Под Красноярском, где произошло восстание генерала Зиневича под эсеровским флагом, я свернул в числе других войск на север, чтобы избежать разоруже[78]ния эсерами. Часть войска пошла в обход Красноярска по р. Кан, а я, получив от командующего армиями генерала Войцеховского, в ведении которого я состоял, приказ пробиваться за Байкал по своему усмотрению, пошел по Енисею до устья Ангары, потом по Ангаре и р. Илиму.
Под Илимским нам перерезали путь красные войска. Местность для боя была очень для нас невыгодная. Чтобы избежать боя, я свернул с отрядом в тайгу, держа направление на северную окраину Байкала.
Я рассчитывал отдохнуть в селениях по р. Киренге, чтобы выяснить обстановку, так как доносившиеся до нас слухи о судьбе колчаковской армии и вообще о происходящем были крайне неопределенны и разноречивы. В тайге проводник сбился с дороги, и вместо 4 суток мы проходили 8 суток, пока по вышли к реке Лене у с. Подымахинского.
Здесь нас встретили делегаты от крестьянских красных партизан, а затем и помощник командующего Ленским фронтом.
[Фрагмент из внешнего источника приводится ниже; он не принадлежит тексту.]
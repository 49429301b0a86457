//! HTTP adapter mapping for domain errors.
//!
//! Purpose: keep the domain error type HTTP-agnostic while allowing Actix
//! handlers to turn domain failures into consistent JSON responses and
//! status codes. Internal failures are redacted so adapter details never
//! leak to clients.

use actix_web::{HttpResponse, ResponseError, http::StatusCode};
use tracing::error;

use crate::domain::{Error, ErrorCode};

/// Convenient result alias for HTTP handlers.
pub type ApiResult<T> = Result<T, Error>;

fn status_for(code: ErrorCode) -> StatusCode {
    match code {
        ErrorCode::InvalidRequest => StatusCode::BAD_REQUEST,
        ErrorCode::Unauthorized => StatusCode::UNAUTHORIZED,
        ErrorCode::Forbidden => StatusCode::FORBIDDEN,
        ErrorCode::NotFound => StatusCode::NOT_FOUND,
        ErrorCode::ServiceUnavailable => StatusCode::SERVICE_UNAVAILABLE,
        ErrorCode::InternalError => StatusCode::INTERNAL_SERVER_ERROR,
    }
}

fn redact_if_internal(err: &Error) -> Error {
    if matches!(err.code(), ErrorCode::InternalError) {
        error!(message = err.message(), "internal error surfaced to client");
        Error::internal("internal server error")
    } else {
        err.clone()
    }
}

impl ResponseError for Error {
    fn status_code(&self) -> StatusCode {
        status_for(self.code())
    }

    fn error_response(&self) -> HttpResponse {
        HttpResponse::build(self.status_code()).json(redact_if_internal(self))
    }
}

#[cfg(test)]
mod tests {
    use super::*;
    use rstest::rstest;

    #[rstest]
    #[case(Error::invalid_request("bad"), StatusCode::BAD_REQUEST)]
    #[case(Error::unauthorized("who"), StatusCode::UNAUTHORIZED)]
    #[case(Error::forbidden("no"), StatusCode::FORBIDDEN)]
    #[case(Error::not_found("gone"), StatusCode::NOT_FOUND)]
    #[case(Error::service_unavailable("later"), StatusCode::SERVICE_UNAVAILABLE)]
    #[case(Error::internal("boom"), StatusCode::INTERNAL_SERVER_ERROR)]
    fn codes_map_to_statuses(#[case] err: Error, #[case] status: StatusCode) {
        assert_eq!(err.status_code(), status);
    }

    #[actix_web::test]
    async fn internal_messages_are_redacted() {
        let response = Error::internal("connection string leaked").error_response();
        let bytes = actix_web::body::to_bytes(response.into_body())
            .await
            .expect("body bytes");
        let text = String::from_utf8(bytes.to_vec()).expect("utf8 body");
        assert!(!text.contains("connection string"));
        assert!(text.contains("internal server error"));
    }
}
//! Feed read handlers.
//!
//! ```text
//! GET /                 global feed, paginated, cached
//! GET /group/{slug}/    group feed, paginated
//! GET /follow/          personalized follow feed, authenticated only
//! ```

use actix_web::http::header::ContentType;
use actix_web::{HttpResponse, get, web};
use tracing::warn;

use crate::domain::{Error, GroupSlug};
use crate::inbound::http::schemas::{FeedPageResponse, GroupFeedResponse};
use crate::inbound::http::session::SessionContext;
use crate::inbound::http::state::HttpState;
use crate::inbound::http::{ApiResult, PageQuery, redirect_to_login};

fn json_body(body: String) -> HttpResponse {
    HttpResponse::Ok()
        .content_type(ContentType::json())
        .body(body)
}

/// Global feed: every post, newest first.
///
/// The rendered body is cached under the configured prefix for the policy's
/// TTL; a post created or deleted inside the window is invisible until the
/// window expires or the cache is purged. Cache failures degrade to an
/// uncached render, never an error.
#[utoipa::path(
    get,
    path = "/",
    responses(
        (status = 200, description = "Global feed page", body = FeedPageResponse),
        (status = 500, description = "Internal server error", body = Error)
    ),
    tags = ["feeds"],
    operation_id = "globalFeed"
)]
#[get("/")]
pub async fn index(
    state: web::Data<HttpState>,
    query: web::Query<PageQuery>,
) -> ApiResult<HttpResponse> {
    let page = query.page();
    let policy = state.cache_policy.clone();
    let key = format!("page:{page}");

    match state.page_cache.get(&policy.prefix, &key).await {
        Ok(Some(body)) => return Ok(json_body(body)),
        Ok(None) => {}
        Err(error) => warn!(%error, "page cache read failed; rendering uncached"),
    }

    let feed = state.feeds.global_feed(page).await?;
    let response = FeedPageResponse::from(feed);
    let body = serde_json::to_string(&response)
        .map_err(|error| Error::internal(format!("failed to render feed: {error}")))?;

    if let Err(error) = state
        .page_cache
        .put(&policy.prefix, &key, &body, policy.ttl)
        .await
    {
        warn!(%error, "page cache write failed");
    }

    Ok(json_body(body))
}

/// Group feed: posts in one group plus the group record.
#[utoipa::path(
    get,
    path = "/group/{slug}/",
    responses(
        (status = 200, description = "Group feed page", body = GroupFeedResponse),
        (status = 404, description = "Unknown group", body = Error)
    ),
    tags = ["feeds"],
    operation_id = "groupFeed"
)]
#[get("/group/{slug}/")]
pub async fn group_feed(
    state: web::Data<HttpState>,
    path: web::Path<String>,
    query: web::Query<PageQuery>,
) -> ApiResult<HttpResponse> {
    // A string that cannot even be a slug cannot name a group.
    let slug = GroupSlug::new(path.into_inner())
        .map_err(|_| Error::not_found("group not found"))?;
    let view = state.feeds.group_feed(&slug, query.page()).await?;
    Ok(HttpResponse::Ok().json(GroupFeedResponse::from(view)))
}

/// Personalized follow feed: posts by authors the viewer follows.
///
/// Anonymous callers are redirected to the login page.
#[utoipa::path(
    get,
    path = "/follow/",
    responses(
        (status = 200, description = "Follow feed page", body = FeedPageResponse),
        (status = 302, description = "Anonymous viewer redirected to login")
    ),
    tags = ["feeds"],
    operation_id = "followFeed"
)]
#[get("/follow/")]
pub async fn follow_feed(
    state: web::Data<HttpState>,
    session: SessionContext,
    query: web::Query<PageQuery>,
) -> ApiResult<HttpResponse> {
    let Some(viewer) = session.user_id()? else {
        return Ok(redirect_to_login());
    };
    let page = state.feeds.follow_feed(&viewer, query.page()).await?;
    Ok(HttpResponse::Ok().json(FeedPageResponse::from(page)))
}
Это было 11 марта 1920 года. Они предложили мне разоружиться, гарантируя полную неприкосновенность всем людям отряда, и показывали газету об отмене смертной казни. При этом было сказано, что всем желающим будет предоставлена работа и занятие, а с открытием навигации могут быть все отправлены на родину. Меня же лично они все-таки должны будут отправить в Иркутск по начальству. Я согласился на эти условия.
Но в Подымахинском взяли под стражу не только меня, но и всех сдавшихся со мною. Отсюда отправили нас пешком в Иркутск, до которого считалось более 700 верст.
В Иркутск я был привезен в бессознательном состоянии, так как заболел сыпным тифом в дороге.
Едва я пришел в сознание после кризиса, меня отправили в Иркутский военный городок, а оттуда в Челябинск, потом в Миасс, потом опять в Челябинск, потом в Екатеринбург, где меня освободили и дали работу по специальности при штабе Приурво (Приуральского военного округа — прим. сост.).
Через 2—2 1/2 месяца я был вновь арестован и из Екатеринбурга привезен в Москву.
*****
Перхурова судила в 1922 году Военная коллегия Верховного трибунала: он был расстрелян. Его воспоминания были впервые напечатаны к книге С. и М. Бройде «Ярославский мятеж. По запискам генерала Перхурова». Госюриздат, Москва, 1930.